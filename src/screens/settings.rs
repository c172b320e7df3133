use crate::{
    api::AdminApi,
    error::ApiResult,
    models::{AdKind, AdSettings, AdSettingsPatch},
    optimistic::{optimistic_update, ActionOutcome},
    screens::Operator,
};

/// The delivery switches. Starts from the all-enabled defaults and only
/// replaces them with a successful server read.
#[derive(Debug, Default)]
pub struct SettingsPanel {
    settings: AdSettings,
}

impl SettingsPanel {
    pub fn new() -> Self {
        Self::default()
    }

    pub fn settings(&self) -> AdSettings {
        self.settings
    }

    /// Whether the per-placement switches accept changes.
    pub fn placements_editable(&self) -> bool {
        self.settings.global_enabled
    }

    pub async fn load<A: AdminApi + ?Sized>(&mut self, api: &A) -> ApiResult<()> {
        match api.ad_settings().await {
            Ok(settings) => {
                self.settings = settings;
                Ok(())
            }
            Err(e) => {
                tracing::warn!("failed to load ad settings, keeping current values: {}", e);
                Err(e)
            }
        }
    }

    pub async fn toggle_global<A, O>(&mut self, api: &A, operator: &O) -> ActionOutcome
    where
        A: AdminApi + ?Sized,
        O: Operator + ?Sized,
    {
        let patch = AdSettingsPatch {
            global_enabled: Some(!self.settings.global_enabled),
            ..Default::default()
        };
        self.apply(api, operator, patch).await
    }

    /// Flip a placement switch. Refused without a request while the global
    /// switch is off.
    pub async fn toggle_placement<A, O>(&mut self, api: &A, operator: &O, kind: AdKind) -> ActionOutcome
    where
        A: AdminApi + ?Sized,
        O: Operator + ?Sized,
    {
        if !self.placements_editable() {
            tracing::debug!("ignoring {} toggle while ads are globally disabled", kind.as_str());
            return ActionOutcome::Rejected;
        }

        let patch = match kind {
            AdKind::Main => AdSettingsPatch {
                main_enabled: Some(!self.settings.main_enabled),
                ..Default::default()
            },
            AdKind::Secondary => AdSettingsPatch {
                secondary_enabled: Some(!self.settings.secondary_enabled),
                ..Default::default()
            },
        };
        self.apply(api, operator, patch).await
    }

    /// Flip the once-per-day frequency cap of a placement.
    pub async fn toggle_once_per_day<A, O>(&mut self, api: &A, operator: &O, kind: AdKind) -> ActionOutcome
    where
        A: AdminApi + ?Sized,
        O: Operator + ?Sized,
    {
        let patch = match kind {
            AdKind::Main => AdSettingsPatch {
                main_ad_once_per_day: Some(!self.settings.main_ad_once_per_day),
                ..Default::default()
            },
            AdKind::Secondary => AdSettingsPatch {
                secondary_ad_once_per_day: Some(!self.settings.secondary_ad_once_per_day),
                ..Default::default()
            },
        };
        self.apply(api, operator, patch).await
    }

    async fn apply<A, O>(&mut self, api: &A, operator: &O, patch: AdSettingsPatch) -> ActionOutcome
    where
        A: AdminApi + ?Sized,
        O: Operator + ?Sized,
    {
        let next = patch.apply_to(&self.settings);
        let result = optimistic_update(
            &mut self.settings,
            |s| *s,
            |s, v| *s = v,
            next,
            api.patch_ad_settings(&patch),
        )
        .await;

        match result {
            Ok(()) => ActionOutcome::Applied,
            Err(e) => {
                operator.notify(&format!("Failed to update ad settings: {}", e.notice()));
                ActionOutcome::RolledBack
            }
        }
    }
}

• _Work task_
Pull out each line of the listing that holds the string "Flip".

• _Written reply_
    /// Flip a placement switch. Refused without a request while the global
    /// Flip the once-per-day frequency cap of a placement.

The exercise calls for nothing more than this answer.